THE NIGHT AFTER THE APPEARANCE OF THE GHOST, my grandfather Will Brown died at age seventy-three. At his bedside were his church bishop, his wife, and all his living children. I don’t remember feeling much about his passing at the time—after all, I never got to meet the man—but thirty-some years later, when I read Melissa’s final journals, I came across a simple passage that broke my heart. Melissa’s last few notebooks were tedious, as hell to read—page after page after page about knitting doilies for grandchildren, or cooking roasts for guests, or dusting knickknacks. Even her reportage of her husband’s stroke was dully matter-of-fact. And then, noting Will Brown’s final night, Melissa wrote five words about his slip into darkness: “Watched him die. So hard.” After reading those words, I never took those people’s feelings lightly again.

Will Brown’s funeral was reportedly one of the biggest that Provo had witnessed in years. Apparently, everybody had revered the old school janitor. For some reason, all the grandchildren—and various other tots-were seated in the first few rows of the church, right in front of my grandfather’s open casket. It was the first time I had ever seen a dead person up close. I studied Will Brown’s white hair, trying to feel something. Mostly, I just felt horrified at having to look at a dead man. There was something unreal about staring so long at death, something that felt forbidden, like looking at raw sex—except death, I later realized, was far nastier.

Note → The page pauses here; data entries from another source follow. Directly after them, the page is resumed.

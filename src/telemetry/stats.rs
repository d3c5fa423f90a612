//! Telemetry engine statistics

use serde::Serialize;

use crate::types::Phase;

/// Point-in-time counters of a telemetry engine
#[derive(Debug, Clone, Default, PartialEq, Serialize)]
#[serde(rename_all = "camelCase")]
pub struct TelemetryStats {
    /// Log entries currently buffered
    pub log_entries: usize,
    /// I/O entries currently buffered
    pub io_entries: usize,
    /// Started operations awaiting their end call
    pub pending_operations: usize,
    /// Log entries evicted from the ring
    pub evicted_log_entries: u64,
    /// I/O entries evicted from the ring
    pub evicted_io_entries: u64,
    /// Log lines written to disk
    pub log_lines_written: u64,
    /// Individual I/O files written
    pub individual_files_written: u64,
    /// Session lines written
    pub session_lines_written: u64,
    /// Persistence failures swallowed as internal warnings
    pub write_failures: u64,
    pub phase: Phase,
}
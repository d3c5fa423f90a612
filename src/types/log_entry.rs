//! Structured log entries

use serde::{Deserialize, Serialize};
use serde_json::Value;

/// Log severity, ordered from least to most severe
#[derive(Debug, Clone, Copy, PartialEq, Eq, PartialOrd, Ord, Hash, Serialize, Deserialize, Default)]
#[serde(rename_all = "lowercase")]
pub enum LogLevel {
    Trace,
    Debug,
    #[default]
    Info,
    Warn,
    Error,
}

impl std::fmt::Display for LogLevel {
    fn fmt(&self, f: &mut std::fmt::Formatter<'_>) -> std::fmt::Result {
        match self {
            LogLevel::Trace => write!(f, "trace"),
            LogLevel::Debug => write!(f, "debug"),
            LogLevel::Info => write!(f, "info"),
            LogLevel::Warn => write!(f, "warn"),
            LogLevel::Error => write!(f, "error"),
        }
    }
}

/// One buffered log record
///
/// Entries are append-only; the engine never mutates one after it has been
/// pushed to the ring.
#[derive(Debug, Clone, PartialEq, Serialize, Deserialize)]
pub struct LogEntry {
    /// Unix timestamp in milliseconds
    pub timestamp: i64,
    pub level: LogLevel,
    pub message: String,
    #[serde(default, skip_serializing_if = "Option::is_none")]
    pub data: Option<Value>,
    #[serde(default, skip_serializing_if = "Option::is_none")]
    pub method: Option<String>,
    #[serde(rename = "moduleId")]
    pub module_id: String,
    /// Captured backtrace when `recordStack` is on
    #[serde(default, skip_serializing_if = "Option::is_none")]
    pub stack: Option<String>,
}

impl LogEntry {
    pub fn to_json_line(&self) -> Result<String, serde_json::Error> {
        serde_json::to_string(self)
    }
}
//! Connections between pipeline components

use serde::{Deserialize, Serialize};

/// Which side of a component a connection attaches to
#[derive(Debug, Clone, Copy, PartialEq, Eq, Hash, Serialize, Deserialize)]
#[serde(rename_all = "lowercase")]
pub enum ConnectionDirection {
    Input,
    Output,
}

impl std::fmt::Display for ConnectionDirection {
    fn fmt(&self, f: &mut std::fmt::Formatter<'_>) -> std::fmt::Result {
        match self {
            ConnectionDirection::Input => write!(f, "input"),
            ConnectionDirection::Output => write!(f, "output"),
        }
    }
}

/// A directed link between two components
#[derive(Debug, Clone, PartialEq, Eq, Serialize, Deserialize)]
pub struct Connection {
    pub id: String,
    #[serde(rename = "type")]
    pub direction: ConnectionDirection,
    #[serde(rename = "sourceModuleId")]
    pub source_module_id: String,
    #[serde(rename = "targetModuleId")]
    pub target_module_id: String,
}

impl Connection {
    /// Create a connection with a generated id
    pub fn new(
        direction: ConnectionDirection,
        source_module_id: impl Into<String>,
        target_module_id: impl Into<String>,
    ) -> Self {
        Self {
            id: format!("conn_{}", uuid::Uuid::new_v4().simple()),
            direction,
            source_module_id: source_module_id.into(),
            target_module_id: target_module_id.into(),
        }
    }

    /// Create an input connection: data flows from `source` into `target`
    pub fn input(source: impl Into<String>, target: impl Into<String>) -> Self {
        Self::new(ConnectionDirection::Input, source, target)
    }

    /// Create an output connection: data flows from `source` out to `target`
    pub fn output(source: impl Into<String>, target: impl Into<String>) -> Self {
        Self::new(ConnectionDirection::Output, source, target)
    }

    pub fn with_id(mut self, id: impl Into<String>) -> Self {
        self.id = id.into();
        self
    }
}
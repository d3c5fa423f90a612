//! Per-component telemetry client
//!
//! Binds a component id to an engine and a bus, injects the id into every
//! call, and stamps published events with the current session and pipeline
//! position. The component's own configuration gates everything here
//! independently of the engine's.

use std::sync::Arc;

use serde_json::{json, Value};

use crate::event_bus::EventBus;
use crate::telemetry::{DebugConfiguration, TelemetryEngine, TelemetryResult};
use crate::types::{EventKind, IoEntry, LogLevel, PipelinePosition, TelemetryEvent};

pub struct TelemetryClient {
    module_id: String,
    engine: Arc<TelemetryEngine>,
    bus: Arc<EventBus>,
    config: DebugConfiguration,
    owns_engine: bool,
    session_id: Option<String>,
    position: PipelinePosition,
}

impl TelemetryClient {
    pub fn new(
        module_id: impl Into<String>,
        engine: Arc<TelemetryEngine>,
        bus: Arc<EventBus>,
        config: DebugConfiguration,
        owns_engine: bool,
    ) -> Self {
        Self {
            module_id: module_id.into(),
            engine,
            bus,
            config,
            owns_engine,
            session_id: None,
            position: PipelinePosition::default(),
        }
    }

    pub fn engine(&self) -> &Arc<TelemetryEngine> {
        &self.engine
    }

    pub fn bus(&self) -> &Arc<EventBus> {
        &self.bus
    }

    pub fn config(&self) -> &DebugConfiguration {
        &self.config
    }

    pub fn owns_engine(&self) -> bool {
        self.owns_engine
    }

    /// Attach a shared engine; its configuration belongs to whoever created it
    pub fn set_engine(&mut self, engine: Arc<TelemetryEngine>) {
        self.engine = engine;
        self.owns_engine = false;
    }

    pub fn set_bus(&mut self, bus: Arc<EventBus>) {
        self.bus = bus;
    }

    /// Replace the component configuration, pushing it to an owned engine
    ///
    /// The configuration is validated even when the engine is shared and
    /// keeps its own.
    pub fn set_config(&mut self, config: DebugConfiguration) -> TelemetryResult<()> {
        config.validate()?;
        if self.owns_engine {
            self.engine.configure(config.clone())?;
        }
        self.config = config;
        Ok(())
    }

    pub fn session_id(&self) -> Option<&str> {
        self.session_id.as_deref()
    }

    pub fn set_session_id(&mut self, session_id: Option<String>) {
        self.session_id = session_id;
    }

    pub fn position(&self) -> PipelinePosition {
        self.position
    }

    pub fn set_position(&mut self, position: PipelinePosition) {
        self.position = position;
    }

    fn enabled(&self) -> bool {
        self.config.enabled
    }

    fn io_enabled(&self) -> bool {
        self.config.enabled && self.config.io_tracking.enabled
    }

    pub fn log(&self, level: LogLevel, message: &str, data: Option<Value>, method: Option<&str>) {
        if !self.enabled() || level < self.config.level {
            return;
        }
        self.engine.log(&self.module_id, level, message, data, method);
    }

    /// Debug-level log emitted only when data-flow tracking is on
    pub fn trace_data_flow(&self, message: &str, data: Value) {
        if self.config.track_data_flow {
            self.log(LogLevel::Debug, message, Some(data), None);
        }
    }

    pub fn start_io(&self, operation_id: &str, input: Value, method: Option<&str>) -> bool {
        if !self.io_enabled() {
            return false;
        }
        let event_data = json!({ "input": input, "method": method });
        let started = self
            .engine
            .start_operation(&self.module_id, operation_id, input, method);
        if started {
            self.publish(EventKind::Start, operation_id, event_data);
        }
        started
    }

    pub fn end_io(
        &self,
        operation_id: &str,
        output: Value,
        success: bool,
        error: Option<String>,
    ) -> Option<IoEntry> {
        if !self.io_enabled() {
            return None;
        }
        let entry = self
            .engine
            .end_operation(&self.module_id, operation_id, output, success, error)?;

        let kind = if entry.success {
            EventKind::End
        } else {
            EventKind::Error
        };
        let data = json!({
            "output": entry.output,
            "success": entry.success,
            "error": entry.error,
            "durationMs": entry.duration_ms,
        });
        self.publish(kind, operation_id, data);
        Some(entry)
    }

    pub fn record_io(
        &self,
        operation_id: &str,
        input: Value,
        output: Value,
        method: Option<&str>,
    ) -> Option<IoEntry> {
        if !self.io_enabled() {
            return None;
        }
        let entry = self
            .engine
            .record_operation(&self.module_id, operation_id, input, output, method)?;

        let data = json!({
            "input": entry.input,
            "output": entry.output,
            "method": entry.method,
            "success": true,
        });
        self.publish(EventKind::End, operation_id, data);
        Some(entry)
    }

    /// Publish a custom event; returns the number of callbacks that succeeded
    ///
    /// Custom events only need debugging enabled, not I/O tracking.
    pub fn emit(&self, operation_id: &str, data: Value) -> usize {
        if !self.enabled() {
            return 0;
        }
        self.publish(EventKind::Custom, operation_id, data)
    }

    fn publish(&self, kind: EventKind, operation_id: &str, data: Value) -> usize {
        let event = TelemetryEvent::new(kind, self.module_id.clone(), operation_id, data)
            .with_session(self.session_id.clone())
            .with_position(self.position);
        self.bus.publish(event)
    }
}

Later, a long line of limousines and cars rode out to the Provo City Cemetery. We stood around a freshly dug empty grave, and my grandfather’s coffin rested alongside the deep hole. Wreaths had been draped across the casket and, one by one, Will Brown’s children approached the coffin and added single flowers to the pile. When my uncle George’s turn came, he seemed to fumble, looking for a place to put his flower. Finally he dropped it on the pile, and the boutonniere glided gracefully into place alongside the other flowers. It seemed to me at the time as if my grandfather had reached up from death and pulled the rose down to him. I have thought about that image many times over the years, and it has appeared frequently in my dreams.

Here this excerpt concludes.